Hunger enters the battle for Ukraine. TikTokers like Kristina (@moneykristina) note that Kyiv’s food supply is reaching near scarcity as people are shown waiting for hours for any grocery left. Kristina comments on the growing dire situation in Kyiv as her family starts taking in other families. As they cohabitate together, they attempt to ration food and supplies as there’s not only a paucity of gas and grocery supplies but also the jeopardy of merely stepping outside a warzone.

Speaking of the perilous nature of a warzone, Ukrainian TikTokers proclaim their notions of terror and disquietude. The realities stipulate the rapidly augmenting humanitarian crises that befall Ukrainians. On news networks and channels, viewers barely get a glimpse of the pain and torture of habitiating a war zone.

The influence and power of the app caught the eyes of the nation and beyond. Jill Doughtery, a CNN analyst, noted that young people tend to go on social media such as TikTok for news about the crisis.

TikTok has the innate ability to uniquely connect with those worldwide. Face-to-face interactions establish strong camaraderie and connections, unlike tweets, photos, or posts. Of course, viewers can pick up on the nonverbal cues of an apparently concerned professional news reporter. However, the latter does not nearly convey the same shattering impact as staring at tears inundating the faces of young Ukrainians shaking as they utter each tremulous phrase.

Interacting with different Ukrainians and knowing it may be their last moments is a gut-wrenching fact. Their words and conventions illustrate their passion and heavily impact different attitudes, namely empathy. Looking at the faces of these TikTokers, I realize they are my age, or younger, or barely older than me.
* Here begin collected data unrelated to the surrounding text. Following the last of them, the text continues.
use thiserror::Error;

#[derive(Debug, Error)]
pub enum ParseError {
    #[error("failed to parse YAML: {0}")]
    Yaml(#[from] serde_yaml_ng::Error),

    #[error("failed to parse JSON: {0}")]
    Json(#[from] serde_json::Error),

    #[error("unsupported swagger version: {0}")]
    UnsupportedVersion(String),
}

#[derive(Debug, Error)]
pub enum FlattenError {
    #[error("cyclic alias chain through definition `{0}`")]
    CyclicAlias(String),
}

#[derive(Debug, Error)]
pub enum OverrideError {
    #[error("title override file not found: {0}")]
    NotFound(String),

    #[error("failed to read title override file {path}: {source}")]
    Io {
        path: String,
        #[source]
        source: std::io::Error,
    },

    #[error("failed to parse title override file {path}: {source}")]
    Parse {
        path: String,
        #[source]
        source: serde_yaml_ng::Error,
    },
}
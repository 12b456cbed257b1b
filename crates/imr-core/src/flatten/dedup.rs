use indexmap::IndexMap;
use log::debug;

use crate::parse::schema::SchemaNode;

/// Single-owner view over the definitions table for the duration of a
/// flatten run.
///
/// Doubles as the name-availability oracle and the structural-dedup index:
/// `resolve_name` picks the name a lifted definition would get,
/// `insert_generated` reserves it at the moment of insertion, and
/// `find_equivalent` matches a candidate shape against definitions generated
/// earlier in the same run.
pub(super) struct DefinitionIndex<'a> {
    definitions: &'a mut IndexMap<String, SchemaNode>,
    generated: Vec<String>,
}

impl<'a> DefinitionIndex<'a> {
    pub(super) fn new(definitions: &'a mut IndexMap<String, SchemaNode>) -> Self {
        DefinitionIndex {
            definitions,
            generated: Vec::new(),
        }
    }

    pub(super) fn definitions_mut(&mut self) -> &mut IndexMap<String, SchemaNode> {
        self.definitions
    }

    /// The name a lifted definition would get: the title if present, else
    /// the hint, stripped of characters outside `[A-Za-z0-9_. ]` and probed
    /// for the smallest free numeric suffix.
    pub(super) fn resolve_name(&self, title: Option<&str>, hint: &str) -> String {
        self.probe(&sanitize(title.unwrap_or(hint)))
    }

    /// Insert a generated definition under the first free probe of
    /// `candidate`, reserving the name at the moment of insertion.
    pub(super) fn insert_generated(&mut self, candidate: &str, definition: SchemaNode) -> String {
        let name = self.probe(candidate);
        debug!("generated definition `{name}`");
        self.definitions.insert(name.clone(), definition);
        self.generated.push(name.clone());
        name
    }

    /// Structural-equality lookup against definitions generated this run.
    pub(super) fn find_equivalent(&self, definition: &SchemaNode) -> Option<&str> {
        self.generated
            .iter()
            .find(|name| self.definitions.get(name.as_str()) == Some(definition))
            .map(String::as_str)
    }

    fn probe(&self, candidate: &str) -> String {
        if !self.definitions.contains_key(candidate) {
            return candidate.to_string();
        }
        let mut count = 1usize;
        loop {
            let name = format!("{candidate}_{count}");
            if !self.definitions.contains_key(&name) {
                return name;
            }
            count += 1;
        }
    }
}

fn sanitize(candidate: &str) -> String {
    candidate
        .chars()
        .filter(|c| c.is_ascii_alphanumeric() || matches!(c, '_' | '.' | ' '))
        .collect()
}
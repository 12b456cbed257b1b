pub mod operation;
pub mod parameter;
pub mod response;
pub mod schema;
pub mod spec;

use crate::error::ParseError;
use spec::SwaggerSpec;

/// Parse a Swagger document from YAML.
pub fn from_yaml(input: &str) -> Result<SwaggerSpec, ParseError> {
    let spec: SwaggerSpec = serde_yaml_ng::from_str(input)?;
    validate_version(&spec)?;
    Ok(spec)
}

/// Parse a Swagger document from JSON.
pub fn from_json(input: &str) -> Result<SwaggerSpec, ParseError> {
    let spec: SwaggerSpec = serde_json::from_str(input)?;
    validate_version(&spec)?;
    Ok(spec)
}

fn validate_version(spec: &SwaggerSpec) -> Result<(), ParseError> {
    if spec.swagger != "2.0" {
        return Err(ParseError::UnsupportedVersion(spec.swagger.clone()));
    }
    Ok(())
}
use axum::http::StatusCode;
use axum::response::{IntoResponse, Response};
use thiserror::Error;

#[derive(Error, Debug)]
pub enum InferenceError {
    #[error("Model loading error: {0}")]
    ModelLoad(String),

    #[error("Tokenizer error: {0}")]
    Tokenizer(String),

    #[error("Inference error: {0}")]
    Inference(String),

    #[error("Configuration error: {0}")]
    Config(String),

    #[error("Hub error: {0}")]
    Hub(String),

    #[error("IO error: {0}")]
    Io(#[from] std::io::Error),

    #[error("Candle error: {0}")]
    Candle(#[from] candle_core::Error),

    #[error("Serialization error: {0}")]
    Serde(#[from] serde_json::Error),
}

pub type Result<T> = std::result::Result<T, InferenceError>;

// Failures inside a request surface as a bare 500; details stay in the logs.
impl IntoResponse for InferenceError {
    fn into_response(self) -> Response {
        tracing::error!("Request failed: {}", self);
        StatusCode::INTERNAL_SERVER_ERROR.into_response()
    }
}
use clap::Parser;

use crate::error::{InferenceError, Result};

/// Number of new tokens each generation may produce beyond the prompt.
pub const MAX_NEW_TOKENS: usize = 50;

pub const DEFAULT_MODEL_ID: &str = "google/gemma-2b-it";

#[derive(Parser, Debug, Clone)]
#[command(author, version, about = "Gemma text-generation HTTP service")]
pub struct Args {
    #[arg(short, long, env = "MODEL_ID", default_value = DEFAULT_MODEL_ID)]
    pub model: String,

    #[arg(long, default_value = "main")]
    pub revision: String,

    #[arg(long, default_value = "127.0.0.1")]
    pub host: String,

    #[arg(long, env = "PORT", default_value_t = 5000)]
    pub port: u16,

    #[arg(long)]
    pub cpu: bool,

    /// Hugging Face access token used to fetch the model artifacts
    #[arg(long, env = "HF_TOKEN", hide_env_values = true)]
    pub hf_token: String,

    /// Run a single generation, print it and exit instead of serving
    #[arg(short, long)]
    pub prompt: Option<String>,
}

impl Args {
    /// Returns the registry credential, rejecting an empty value.
    pub fn credential(&self) -> Result<&str> {
        let token = self.hf_token.trim();
        if token.is_empty() {
            return Err(InferenceError::Config("HF_TOKEN is set but empty".to_string()));
        }
        Ok(token)
    }
}

#[derive(Debug, Clone)]
pub struct GenerationConfig {
    pub max_new_tokens: usize,
}

impl Default for GenerationConfig {
    fn default() -> Self {
        Self {
            max_new_tokens: MAX_NEW_TOKENS,
        }
    }
}
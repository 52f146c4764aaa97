use std::time::Instant;

use candle_core::{Device, Tensor};
use tracing::{debug, info};

use crate::config::GenerationConfig;
use crate::error::{InferenceError, Result};
use crate::model::LanguageModel;
use crate::sampling::greedy;
use crate::tokenizer::TokenizerWrapper;

pub struct GenerationOutput {
    /// Prompt plus continuation, special tokens stripped.
    pub text: String,
    /// Prompt ids followed by the generated ids.
    pub tokens: Vec<u32>,
    pub prompt_tokens: usize,
    pub new_tokens: usize,
    pub tokens_per_second: f64,
    pub total_time_ms: u128,
}

pub struct TextGenerator<'a> {
    model: &'a mut dyn LanguageModel,
    tokenizer: &'a TokenizerWrapper,
    device: &'a Device,
}

impl<'a> TextGenerator<'a> {
    pub fn new(
        model: &'a mut dyn LanguageModel,
        tokenizer: &'a TokenizerWrapper,
        device: &'a Device,
    ) -> Self {
        Self {
            model,
            tokenizer,
            device,
        }
    }

    pub fn generate(&mut self, prompt: &str, config: &GenerationConfig) -> Result<GenerationOutput> {
        let start_time = Instant::now();

        self.model.reset_cache();

        let prompt_tokens = self.tokenizer.encode(prompt)?;
        let prompt_len = prompt_tokens.len();
        info!("Prompt tokens: {}", prompt_len);

        if prompt_tokens.is_empty() {
            return Err(InferenceError::Inference("Empty prompt".to_string()));
        }

        let eos_token = self
            .tokenizer
            .eos_token_id()
            .unwrap_or_else(|| self.model.eos_token_id());

        let mut all_tokens = prompt_tokens;

        // Prefill
        let input_tensor = Tensor::new(all_tokens.as_slice(), self.device)?.unsqueeze(0)?;
        let mut logits = self.model.forward(&input_tensor, 0)?;

        let generation_start = Instant::now();

        for i in 0..config.max_new_tokens {
            let next_token = greedy(&logits)?;

            if next_token == eos_token {
                debug!("EOS generated at position {}", i);
                break;
            }

            all_tokens.push(next_token);

            if i + 1 == config.max_new_tokens {
                debug!("Generation budget of {} tokens reached", config.max_new_tokens);
                break;
            }

            let input = Tensor::new(&[next_token], self.device)?.unsqueeze(0)?;
            logits = self.model.forward(&input, prompt_len + i)?;
        }

        let generation_time = generation_start.elapsed();
        let total_time = start_time.elapsed();
        let new_tokens = all_tokens.len() - prompt_len;

        let tokens_per_second = if generation_time.as_secs_f64() > 0.0 {
            new_tokens as f64 / generation_time.as_secs_f64()
        } else {
            0.0
        };

        let output_text = self.tokenizer.decode(&all_tokens)?;

        info!(
            "Generated {} tokens in {:?} ({:.2} tokens/sec)",
            new_tokens, generation_time, tokens_per_second
        );

        Ok(GenerationOutput {
            text: output_text,
            tokens: all_tokens,
            prompt_tokens: prompt_len,
            new_tokens,
            tokens_per_second,
            total_time_ms: total_time.as_millis(),
        })
    }
}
The thought of losing heroes such as Alex, Zarina, Sviatoslav, and Yaryna is something neither I nor other TikTokers can fathom.
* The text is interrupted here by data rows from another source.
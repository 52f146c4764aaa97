use std::path::{Path, PathBuf};

use candle_core::{Device, Tensor};
use candle_nn::VarBuilder;
use candle_transformers::models::gemma::{Config, Model};
use tracing::info;

use super::LanguageModel;
use crate::device::weight_dtype;
use crate::error::{InferenceError, Result};

pub struct GemmaModel {
    model: Model,
    eos_token_id: u32,
}

impl GemmaModel {
    pub fn load(config_path: &Path, weight_paths: &[PathBuf], device: &Device) -> Result<Self> {
        info!("Loading Gemma model configuration...");
        let config_str = std::fs::read_to_string(config_path)?;
        let config: Config = serde_json::from_str(&config_str)?;
        let eos_token_id = eos_from_config(&config_str)?;

        info!(
            "Gemma config: vocab_size={}, hidden_size={}, num_layers={}, num_heads={}",
            config.vocab_size,
            config.hidden_size,
            config.num_hidden_layers,
            config.num_attention_heads
        );

        if weight_paths.is_empty() {
            return Err(InferenceError::ModelLoad("No weight files to load".to_string()));
        }

        info!("Loading model weights...");
        let vb = unsafe {
            VarBuilder::from_mmaped_safetensors(weight_paths, weight_dtype(device), device)?
        };

        info!("Building Gemma model...");
        let model = Model::new(false, &config, vb)?;

        info!("Gemma model loaded successfully");
        Ok(Self {
            model,
            eos_token_id,
        })
    }
}

/// `eos_token_id` may be a single id or a list; the first entry wins.
/// Gemma checkpoints use id 1 when the field is absent.
fn eos_from_config(config_str: &str) -> Result<u32> {
    let config_json: serde_json::Value = serde_json::from_str(config_str)?;
    let eos = config_json
        .get("eos_token_id")
        .and_then(|v| v.as_u64().or_else(|| v.as_array().and_then(|arr| arr.first()?.as_u64())))
        .unwrap_or(1);
    Ok(eos as u32)
}

impl LanguageModel for GemmaModel {
    fn forward(&mut self, input_ids: &Tensor, position: usize) -> Result<Tensor> {
        let logits = self.model.forward(input_ids, position)?;
        Ok(logits)
    }

    fn reset_cache(&mut self) {
        self.model.clear_kv_cache();
    }

    fn eos_token_id(&self) -> u32 {
        self.eos_token_id
    }
}
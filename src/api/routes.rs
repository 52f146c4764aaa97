use std::sync::Arc;

use axum::{
    extract::State,
    routing::{get, post},
    Json, Router,
};
use tower_http::trace::TraceLayer;
use tracing::info;

use super::types::*;
use super::AppState;
use crate::config::GenerationConfig;
use crate::error::{InferenceError, Result};
use crate::generation::TextGenerator;

pub const INDEX_MESSAGE: &str = "App is successfully running!";

pub fn create_router(state: Arc<AppState>) -> Router {
    Router::new()
        .route("/", get(index))
        .route("/generate", post(generate))
        .with_state(state)
}

/// Router plus the HTTP layers the served application runs with.
pub fn build_app(state: Arc<AppState>) -> Router {
    create_router(state).layer(TraceLayer::new_for_http())
}

async fn index() -> &'static str {
    INDEX_MESSAGE
}

async fn generate(
    State(state): State<Arc<AppState>>,
    Json(request): Json<GenerateRequest>,
) -> Result<Json<GenerateResponse>> {
    info!(
        "Generate request: input_len={}, model={}",
        request.input_text.len(),
        state.model_id
    );

    let config = GenerationConfig::default();

    // Generation is compute-bound; keep it off the async workers so `/`
    // still answers while a long generation holds the model.
    let mut model = state.model.clone().lock_owned().await;
    let tokenizer = state.tokenizer.clone();
    let device = state.device.clone();

    let output = tokio::task::spawn_blocking(move || {
        let mut generator = TextGenerator::new(model.as_mut(), tokenizer.as_ref(), &device);
        generator.generate(&request.input_text, &config)
    })
    .await
    .map_err(|e| InferenceError::Inference(format!("Generation task failed: {}", e)))??;

    Ok(Json(GenerateResponse {
        generated_text: output.text,
    }))
}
Foregoing narratives and tales are vital, lethal instruments to spread awareness and garner hope. Hearing stories about the famed hero, Ghost of Kyiv, watching protestors from fellow Eastern European countries, and a farmer stealing a Russian tank all have profound effects. As the beast blows gusts of vitriol and aggression, his monstrosities cannot rival the moral puissance of TikTok and the brave ‘directors’ behind the technology that helps cut though the traditional fog of war.

Kiana Karimi is a recent graduate of LMU and a regular contributor to Asia Media International.